Return each line of the listing in which the word "domain" appears.

=== Records to use ===
----

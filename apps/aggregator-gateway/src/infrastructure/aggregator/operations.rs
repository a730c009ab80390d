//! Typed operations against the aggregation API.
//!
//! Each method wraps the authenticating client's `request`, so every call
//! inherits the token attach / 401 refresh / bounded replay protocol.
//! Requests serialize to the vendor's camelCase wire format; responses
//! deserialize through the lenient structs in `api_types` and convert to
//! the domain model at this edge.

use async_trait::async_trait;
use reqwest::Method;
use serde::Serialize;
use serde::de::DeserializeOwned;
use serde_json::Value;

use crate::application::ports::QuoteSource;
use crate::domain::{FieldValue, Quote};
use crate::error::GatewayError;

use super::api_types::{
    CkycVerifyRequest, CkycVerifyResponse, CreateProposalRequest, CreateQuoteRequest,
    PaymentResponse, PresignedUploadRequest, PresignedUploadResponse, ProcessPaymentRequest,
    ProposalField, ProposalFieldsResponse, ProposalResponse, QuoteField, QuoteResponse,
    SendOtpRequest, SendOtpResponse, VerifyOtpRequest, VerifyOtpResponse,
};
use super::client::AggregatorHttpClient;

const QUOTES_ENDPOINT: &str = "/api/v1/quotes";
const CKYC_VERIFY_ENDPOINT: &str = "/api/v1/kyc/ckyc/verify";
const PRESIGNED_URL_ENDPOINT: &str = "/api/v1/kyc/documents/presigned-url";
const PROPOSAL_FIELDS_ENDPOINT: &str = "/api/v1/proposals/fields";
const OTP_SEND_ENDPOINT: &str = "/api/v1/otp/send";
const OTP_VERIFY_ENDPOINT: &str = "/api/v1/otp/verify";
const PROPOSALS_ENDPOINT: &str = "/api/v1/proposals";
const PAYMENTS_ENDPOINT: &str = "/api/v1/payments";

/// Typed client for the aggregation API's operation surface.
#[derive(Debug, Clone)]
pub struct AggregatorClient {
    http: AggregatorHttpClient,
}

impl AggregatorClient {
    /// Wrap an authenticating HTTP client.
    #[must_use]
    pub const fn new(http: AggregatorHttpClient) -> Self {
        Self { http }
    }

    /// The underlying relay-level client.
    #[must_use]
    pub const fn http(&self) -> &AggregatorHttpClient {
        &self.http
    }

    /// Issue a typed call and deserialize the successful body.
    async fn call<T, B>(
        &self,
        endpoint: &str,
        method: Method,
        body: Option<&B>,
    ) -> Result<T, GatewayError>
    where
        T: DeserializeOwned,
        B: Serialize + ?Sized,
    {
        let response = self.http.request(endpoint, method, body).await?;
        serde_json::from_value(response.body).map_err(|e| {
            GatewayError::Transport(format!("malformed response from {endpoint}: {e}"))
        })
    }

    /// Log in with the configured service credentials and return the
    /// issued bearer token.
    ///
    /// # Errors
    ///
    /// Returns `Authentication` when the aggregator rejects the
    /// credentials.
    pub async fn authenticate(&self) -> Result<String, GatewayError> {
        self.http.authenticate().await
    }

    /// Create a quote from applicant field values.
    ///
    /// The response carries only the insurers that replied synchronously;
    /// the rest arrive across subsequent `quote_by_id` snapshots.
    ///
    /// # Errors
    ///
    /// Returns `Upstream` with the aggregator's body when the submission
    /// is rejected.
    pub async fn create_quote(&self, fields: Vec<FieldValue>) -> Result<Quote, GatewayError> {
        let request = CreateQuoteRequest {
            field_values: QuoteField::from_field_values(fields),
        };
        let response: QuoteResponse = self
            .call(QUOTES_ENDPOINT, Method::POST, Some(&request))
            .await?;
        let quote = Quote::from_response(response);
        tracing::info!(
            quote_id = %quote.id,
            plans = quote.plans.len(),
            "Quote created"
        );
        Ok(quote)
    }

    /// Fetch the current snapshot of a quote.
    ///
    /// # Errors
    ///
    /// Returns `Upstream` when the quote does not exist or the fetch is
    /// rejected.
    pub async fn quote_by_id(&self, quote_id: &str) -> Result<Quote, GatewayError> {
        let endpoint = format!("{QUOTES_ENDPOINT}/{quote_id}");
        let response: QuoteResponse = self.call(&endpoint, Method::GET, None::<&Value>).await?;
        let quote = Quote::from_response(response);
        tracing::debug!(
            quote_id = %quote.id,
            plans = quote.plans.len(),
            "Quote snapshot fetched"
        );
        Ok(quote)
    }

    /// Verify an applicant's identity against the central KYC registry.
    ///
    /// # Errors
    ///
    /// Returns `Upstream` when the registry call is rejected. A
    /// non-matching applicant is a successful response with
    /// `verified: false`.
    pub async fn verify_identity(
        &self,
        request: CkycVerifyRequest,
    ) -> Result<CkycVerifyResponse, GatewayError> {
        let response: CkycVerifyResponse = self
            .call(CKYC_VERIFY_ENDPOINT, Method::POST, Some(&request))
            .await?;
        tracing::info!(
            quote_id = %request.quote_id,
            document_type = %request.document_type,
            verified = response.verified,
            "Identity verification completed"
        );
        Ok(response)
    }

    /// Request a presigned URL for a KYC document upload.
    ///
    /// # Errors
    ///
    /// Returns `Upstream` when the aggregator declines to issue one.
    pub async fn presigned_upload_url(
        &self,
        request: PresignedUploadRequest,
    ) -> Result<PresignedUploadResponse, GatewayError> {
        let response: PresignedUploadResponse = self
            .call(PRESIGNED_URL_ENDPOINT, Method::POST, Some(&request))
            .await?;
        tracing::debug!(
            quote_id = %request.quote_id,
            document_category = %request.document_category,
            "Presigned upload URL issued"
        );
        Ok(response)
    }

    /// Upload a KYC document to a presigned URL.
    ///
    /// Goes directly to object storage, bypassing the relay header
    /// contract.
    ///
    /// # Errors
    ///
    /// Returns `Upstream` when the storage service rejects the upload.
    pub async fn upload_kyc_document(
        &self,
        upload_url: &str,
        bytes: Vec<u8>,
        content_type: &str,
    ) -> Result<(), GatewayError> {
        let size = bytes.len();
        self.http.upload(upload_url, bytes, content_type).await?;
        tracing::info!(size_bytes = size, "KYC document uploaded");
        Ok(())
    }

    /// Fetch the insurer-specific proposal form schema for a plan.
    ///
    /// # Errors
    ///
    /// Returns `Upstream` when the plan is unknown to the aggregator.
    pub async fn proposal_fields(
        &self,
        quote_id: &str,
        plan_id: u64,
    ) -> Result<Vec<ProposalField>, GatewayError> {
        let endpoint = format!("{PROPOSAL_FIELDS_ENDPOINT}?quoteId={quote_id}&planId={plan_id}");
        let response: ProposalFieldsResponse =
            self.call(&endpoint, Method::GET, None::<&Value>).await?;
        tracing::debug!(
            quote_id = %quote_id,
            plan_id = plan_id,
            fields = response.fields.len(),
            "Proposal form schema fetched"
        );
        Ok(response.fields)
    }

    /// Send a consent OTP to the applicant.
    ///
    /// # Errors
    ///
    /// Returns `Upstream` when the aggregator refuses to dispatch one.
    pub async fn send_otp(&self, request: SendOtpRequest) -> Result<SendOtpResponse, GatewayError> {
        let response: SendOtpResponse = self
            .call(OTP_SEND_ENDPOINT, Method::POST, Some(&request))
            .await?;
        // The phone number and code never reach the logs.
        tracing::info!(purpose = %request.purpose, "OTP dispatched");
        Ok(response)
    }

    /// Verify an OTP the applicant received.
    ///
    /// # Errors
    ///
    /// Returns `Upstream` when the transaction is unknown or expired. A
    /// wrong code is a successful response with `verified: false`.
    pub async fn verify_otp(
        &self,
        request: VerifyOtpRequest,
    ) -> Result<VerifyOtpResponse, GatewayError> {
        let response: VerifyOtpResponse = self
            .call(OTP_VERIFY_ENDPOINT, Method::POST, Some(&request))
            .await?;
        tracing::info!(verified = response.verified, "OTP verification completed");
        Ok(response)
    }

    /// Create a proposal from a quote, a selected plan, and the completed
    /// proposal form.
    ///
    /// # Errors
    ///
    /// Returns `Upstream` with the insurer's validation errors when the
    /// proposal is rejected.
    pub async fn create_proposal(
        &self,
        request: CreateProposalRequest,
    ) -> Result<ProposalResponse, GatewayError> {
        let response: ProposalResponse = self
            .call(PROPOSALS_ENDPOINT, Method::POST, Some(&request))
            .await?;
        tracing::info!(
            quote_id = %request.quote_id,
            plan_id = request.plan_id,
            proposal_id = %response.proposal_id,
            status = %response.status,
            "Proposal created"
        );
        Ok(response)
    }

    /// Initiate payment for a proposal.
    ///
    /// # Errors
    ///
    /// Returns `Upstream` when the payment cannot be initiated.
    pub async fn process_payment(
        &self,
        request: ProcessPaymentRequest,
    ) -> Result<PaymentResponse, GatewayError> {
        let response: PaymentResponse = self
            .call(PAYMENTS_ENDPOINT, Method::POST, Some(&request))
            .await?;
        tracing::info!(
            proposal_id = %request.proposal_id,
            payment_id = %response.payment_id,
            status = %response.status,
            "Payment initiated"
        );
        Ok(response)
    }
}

----

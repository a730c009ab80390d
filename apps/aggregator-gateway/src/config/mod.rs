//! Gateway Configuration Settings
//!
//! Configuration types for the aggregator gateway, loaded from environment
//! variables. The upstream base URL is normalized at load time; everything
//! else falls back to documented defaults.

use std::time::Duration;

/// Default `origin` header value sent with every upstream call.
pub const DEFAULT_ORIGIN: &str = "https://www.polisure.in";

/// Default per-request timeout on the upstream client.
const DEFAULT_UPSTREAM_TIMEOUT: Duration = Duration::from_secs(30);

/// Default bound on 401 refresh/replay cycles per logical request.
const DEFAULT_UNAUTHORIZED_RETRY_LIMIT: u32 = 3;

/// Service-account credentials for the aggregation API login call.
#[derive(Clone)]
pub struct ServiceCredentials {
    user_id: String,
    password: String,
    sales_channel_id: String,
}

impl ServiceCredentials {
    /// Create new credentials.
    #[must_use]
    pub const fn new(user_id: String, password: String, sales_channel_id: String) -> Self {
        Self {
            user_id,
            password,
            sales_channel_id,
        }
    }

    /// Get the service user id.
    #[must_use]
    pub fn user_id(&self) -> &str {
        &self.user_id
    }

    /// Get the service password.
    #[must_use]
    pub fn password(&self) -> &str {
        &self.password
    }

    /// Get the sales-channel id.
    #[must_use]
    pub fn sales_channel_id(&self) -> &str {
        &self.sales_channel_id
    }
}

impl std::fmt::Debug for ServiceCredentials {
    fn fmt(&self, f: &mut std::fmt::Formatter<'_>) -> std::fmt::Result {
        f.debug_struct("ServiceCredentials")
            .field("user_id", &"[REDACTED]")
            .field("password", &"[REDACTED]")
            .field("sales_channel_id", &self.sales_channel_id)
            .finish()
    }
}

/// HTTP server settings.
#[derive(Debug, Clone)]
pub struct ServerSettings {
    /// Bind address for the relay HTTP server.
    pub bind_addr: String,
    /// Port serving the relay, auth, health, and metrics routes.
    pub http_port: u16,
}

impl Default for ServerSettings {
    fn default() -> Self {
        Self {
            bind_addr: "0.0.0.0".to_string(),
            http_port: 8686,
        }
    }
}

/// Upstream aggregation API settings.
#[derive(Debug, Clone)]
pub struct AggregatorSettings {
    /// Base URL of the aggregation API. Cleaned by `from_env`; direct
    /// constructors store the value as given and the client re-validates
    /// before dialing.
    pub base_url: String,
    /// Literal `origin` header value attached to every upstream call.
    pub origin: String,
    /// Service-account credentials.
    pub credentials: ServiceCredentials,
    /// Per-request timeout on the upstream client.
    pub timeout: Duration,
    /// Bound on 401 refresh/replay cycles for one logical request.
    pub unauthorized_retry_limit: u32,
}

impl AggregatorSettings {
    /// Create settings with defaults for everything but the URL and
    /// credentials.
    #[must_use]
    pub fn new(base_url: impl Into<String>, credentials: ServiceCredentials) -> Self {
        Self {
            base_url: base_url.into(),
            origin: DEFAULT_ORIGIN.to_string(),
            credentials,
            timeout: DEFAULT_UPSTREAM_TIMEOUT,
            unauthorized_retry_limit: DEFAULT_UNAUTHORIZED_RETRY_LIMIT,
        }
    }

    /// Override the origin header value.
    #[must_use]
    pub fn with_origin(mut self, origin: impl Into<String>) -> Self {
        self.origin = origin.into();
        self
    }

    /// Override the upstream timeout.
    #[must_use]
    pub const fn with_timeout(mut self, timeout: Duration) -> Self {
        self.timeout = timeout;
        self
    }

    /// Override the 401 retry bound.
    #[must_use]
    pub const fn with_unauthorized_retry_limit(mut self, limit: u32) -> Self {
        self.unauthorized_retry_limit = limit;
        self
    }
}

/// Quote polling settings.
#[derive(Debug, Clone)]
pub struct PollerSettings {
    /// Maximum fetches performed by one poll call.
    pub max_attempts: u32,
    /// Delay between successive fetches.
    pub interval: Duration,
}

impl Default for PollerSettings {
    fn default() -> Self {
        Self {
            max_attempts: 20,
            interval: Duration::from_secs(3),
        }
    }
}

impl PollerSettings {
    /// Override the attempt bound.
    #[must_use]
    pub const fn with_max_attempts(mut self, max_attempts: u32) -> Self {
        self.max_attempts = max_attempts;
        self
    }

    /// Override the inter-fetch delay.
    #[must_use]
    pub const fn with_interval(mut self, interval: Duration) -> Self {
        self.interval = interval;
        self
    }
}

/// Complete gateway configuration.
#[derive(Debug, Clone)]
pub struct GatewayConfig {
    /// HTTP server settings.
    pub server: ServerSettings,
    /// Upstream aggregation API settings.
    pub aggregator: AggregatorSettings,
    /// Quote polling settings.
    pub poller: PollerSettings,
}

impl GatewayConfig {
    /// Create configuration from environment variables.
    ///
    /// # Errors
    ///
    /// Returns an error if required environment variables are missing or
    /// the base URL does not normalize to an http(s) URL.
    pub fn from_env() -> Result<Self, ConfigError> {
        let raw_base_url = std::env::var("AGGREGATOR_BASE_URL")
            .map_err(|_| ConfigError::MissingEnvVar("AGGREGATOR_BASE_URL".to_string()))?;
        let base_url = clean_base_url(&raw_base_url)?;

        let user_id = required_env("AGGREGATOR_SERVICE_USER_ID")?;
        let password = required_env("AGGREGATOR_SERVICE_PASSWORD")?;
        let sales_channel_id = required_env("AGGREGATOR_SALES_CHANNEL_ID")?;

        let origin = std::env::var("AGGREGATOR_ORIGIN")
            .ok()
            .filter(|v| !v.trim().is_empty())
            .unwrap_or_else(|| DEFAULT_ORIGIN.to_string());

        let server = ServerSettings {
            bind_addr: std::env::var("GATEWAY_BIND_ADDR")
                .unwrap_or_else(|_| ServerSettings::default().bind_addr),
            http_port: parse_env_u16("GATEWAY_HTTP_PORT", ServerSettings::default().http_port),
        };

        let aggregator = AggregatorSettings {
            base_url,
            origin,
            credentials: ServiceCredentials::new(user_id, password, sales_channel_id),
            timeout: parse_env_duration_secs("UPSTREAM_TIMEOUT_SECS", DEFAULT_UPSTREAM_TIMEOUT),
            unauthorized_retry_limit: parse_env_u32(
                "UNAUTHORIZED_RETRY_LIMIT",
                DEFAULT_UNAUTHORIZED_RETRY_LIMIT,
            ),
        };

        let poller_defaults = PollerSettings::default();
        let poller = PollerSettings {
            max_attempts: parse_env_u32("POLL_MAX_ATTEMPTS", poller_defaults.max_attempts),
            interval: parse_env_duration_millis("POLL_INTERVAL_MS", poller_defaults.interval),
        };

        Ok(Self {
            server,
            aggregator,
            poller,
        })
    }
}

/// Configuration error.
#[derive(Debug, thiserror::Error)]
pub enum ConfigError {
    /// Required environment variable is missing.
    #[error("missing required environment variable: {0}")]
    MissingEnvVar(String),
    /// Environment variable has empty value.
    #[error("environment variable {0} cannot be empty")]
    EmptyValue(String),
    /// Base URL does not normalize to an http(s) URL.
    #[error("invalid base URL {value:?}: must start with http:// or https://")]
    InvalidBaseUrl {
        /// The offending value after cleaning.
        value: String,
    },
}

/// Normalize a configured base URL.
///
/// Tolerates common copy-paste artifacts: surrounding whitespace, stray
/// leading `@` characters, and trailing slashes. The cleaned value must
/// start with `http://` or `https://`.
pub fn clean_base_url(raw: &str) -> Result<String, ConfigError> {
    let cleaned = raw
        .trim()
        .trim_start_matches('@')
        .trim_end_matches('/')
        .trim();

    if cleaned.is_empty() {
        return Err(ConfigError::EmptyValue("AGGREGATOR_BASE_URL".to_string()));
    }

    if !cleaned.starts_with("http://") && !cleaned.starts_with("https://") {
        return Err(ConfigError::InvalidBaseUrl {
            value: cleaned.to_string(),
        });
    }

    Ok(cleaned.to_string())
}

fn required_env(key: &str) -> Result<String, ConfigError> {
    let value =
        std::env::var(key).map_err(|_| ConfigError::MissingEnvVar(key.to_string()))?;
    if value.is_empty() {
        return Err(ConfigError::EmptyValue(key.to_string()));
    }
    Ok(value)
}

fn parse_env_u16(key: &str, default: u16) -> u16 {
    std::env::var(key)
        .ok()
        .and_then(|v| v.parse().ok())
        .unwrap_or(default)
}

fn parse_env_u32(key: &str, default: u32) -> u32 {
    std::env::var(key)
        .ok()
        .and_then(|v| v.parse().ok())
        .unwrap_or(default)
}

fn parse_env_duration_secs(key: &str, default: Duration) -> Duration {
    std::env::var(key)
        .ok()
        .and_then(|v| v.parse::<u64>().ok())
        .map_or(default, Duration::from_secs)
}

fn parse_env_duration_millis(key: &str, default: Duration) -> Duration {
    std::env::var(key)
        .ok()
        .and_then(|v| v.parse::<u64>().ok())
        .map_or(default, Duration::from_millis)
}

----

=== Solution below ===
//! the domain model at this edge.
use crate::domain::{FieldValue, Quote};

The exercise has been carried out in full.